Only the stretch of the listing below that runs from the line with "pub fn new(secret: impl" through the line with "pub fn sign(&self, payload: &[u8])" is to be printed, exactly and with both ends.

**Entries supplied**.
[Start of Attachment]

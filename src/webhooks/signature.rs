//! Webhook signature verification using HMAC-SHA256.
//!
//! GitHub signs each delivery body with the shared webhook secret and sends the
//! result in `X-Hub-Signature-256` as `sha256=<hex>`. Deliveries are verified
//! before anything in them is parsed.

use std::fmt;

use hmac::{Hmac, Mac};
use sha2::Sha256;
use thiserror::Error;

type HmacSha256 = Hmac<Sha256>;

/// Why a delivery failed verification.
#[derive(Debug, Clone, PartialEq, Eq, Error)]
pub enum SignatureError {
    #[error("delivery is not signed")]
    Missing,

    #[error("signature header is not of the form sha256=<hex>")]
    Malformed,

    #[error("signature does not match payload")]
    Mismatch,
}

/// The shared secret configured on the GitHub webhook.
#[derive(Clone)]
pub struct WebhookSecret(Vec<u8>);

impl WebhookSecret {
    pub fn new(secret: impl Into<Vec<u8>>) -> Self {
        WebhookSecret(secret.into())
    }

    /// Checks `signature_header` against `payload` in constant time.
    pub fn verify(&self, payload: &[u8], signature_header: &str) -> Result<(), SignatureError> {
        let expected = parse_signature_header(signature_header).ok_or(SignatureError::Malformed)?;
        let mut mac = self.mac().ok_or(SignatureError::Mismatch)?;
        mac.update(payload);
        mac.verify_slice(&expected)
            .map_err(|_| SignatureError::Mismatch)
    }

    /// Computes the `X-Hub-Signature-256` value GitHub would send for `payload`.
    pub fn sign(&self, payload: &[u8]) -> Option<String> {
        let mut mac = self.mac()?;
        mac.update(payload);
        Some(format!("sha256={}", hex::encode(mac.finalize().into_bytes())))
    }

    fn mac(&self) -> Option<HmacSha256> {
        HmacSha256::new_from_slice(&self.0).ok()
    }
}

impl fmt::Debug for WebhookSecret {
    fn fmt(&self, f: &mut fmt::Formatter<'_>) -> fmt::Result {
        f.write_str("WebhookSecret(<redacted>)")
    }
}

/// Parses a signature header (`sha256=<hex>`) into raw bytes.
///
/// Returns `None` for a missing prefix, another algorithm or bad hex.
pub fn parse_signature_header(header: &str) -> Option<Vec<u8>> {
    hex::decode(header.strip_prefix("sha256=")?).ok()
}
//! Octocrab client wrapper scoped to a specific repository.

use octocrab::Octocrab;

use crate::effects::InterpreterFactory;
use crate::types::RepoId;

/// A GitHub API client scoped to a specific repository.
///
/// `GitHubEffect` variants carry no repository, so every effect executed
/// through this client targets `repo`.
#[derive(Clone)]
pub struct OctocrabClient {
    client: Octocrab,
    repo: RepoId,
}

impl OctocrabClient {
    pub fn new(client: Octocrab, repo: RepoId) -> Self {
        Self { client, repo }
    }

    /// Returns a reference to the underlying octocrab client.
    pub fn inner(&self) -> &Octocrab {
        &self.client
    }

    pub fn repo(&self) -> &RepoId {
        &self.repo
    }

    pub fn owner(&self) -> &str {
        &self.repo.owner
    }

    pub fn repo_name(&self) -> &str {
        &self.repo.repo
    }

    /// Builds an API route under `/repos/{owner}/{repo}`.
    pub(crate) fn route(&self, suffix: &str) -> String {
        format!("/repos/{}/{}/{}", self.owner(), self.repo_name(), suffix)
    }
}

impl std::fmt::Debug for OctocrabClient {
    fn fmt(&self, f: &mut std::fmt::Formatter<'_>) -> std::fmt::Result {
        f.debug_struct("OctocrabClient")
            .field("repo", &self.repo)
            .finish_non_exhaustive()
    }
}

/// Hands out repo-scoped clients sharing one authenticated octocrab instance.
#[derive(Clone)]
pub struct OctocrabFactory {
    client: Octocrab,
}

impl OctocrabFactory {
    pub fn new(client: Octocrab) -> Self {
        Self { client }
    }

    pub fn from_token(token: impl Into<String>) -> Result<Self, octocrab::Error> {
        let client = Octocrab::builder().personal_token(token.into()).build()?;
        Ok(Self::new(client))
    }
}

impl InterpreterFactory for OctocrabFactory {
    type Interpreter = OctocrabClient;

    fn for_repo(&self, repo: &RepoId) -> OctocrabClient {
        OctocrabClient::new(self.client.clone(), repo.clone())
    }
}

impl std::fmt::Debug for OctocrabFactory {
    fn fmt(&self, f: &mut std::fmt::Formatter<'_>) -> std::fmt::Result {
        f.debug_struct("OctocrabFactory").finish_non_exhaustive()
    }
}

[End of Attachment]

**Reply**.
    pub fn new(secret: impl Into<Vec<u8>>) -> Self {
        WebhookSecret(secret.into())
    }

    /// Checks `signature_header` against `payload` in constant time.
    pub fn verify(&self, payload: &[u8], signature_header: &str) -> Result<(), SignatureError> {
        let expected = parse_signature_header(signature_header).ok_or(SignatureError::Malformed)?;
        let mut mac = self.mac().ok_or(SignatureError::Mismatch)?;
        mac.update(payload);
        mac.verify_slice(&expected)
            .map_err(|_| SignatureError::Mismatch)
    }

    /// Computes the `X-Hub-Signature-256` value GitHub would send for `payload`.
    pub fn sign(&self, payload: &[u8]) -> Option<String> {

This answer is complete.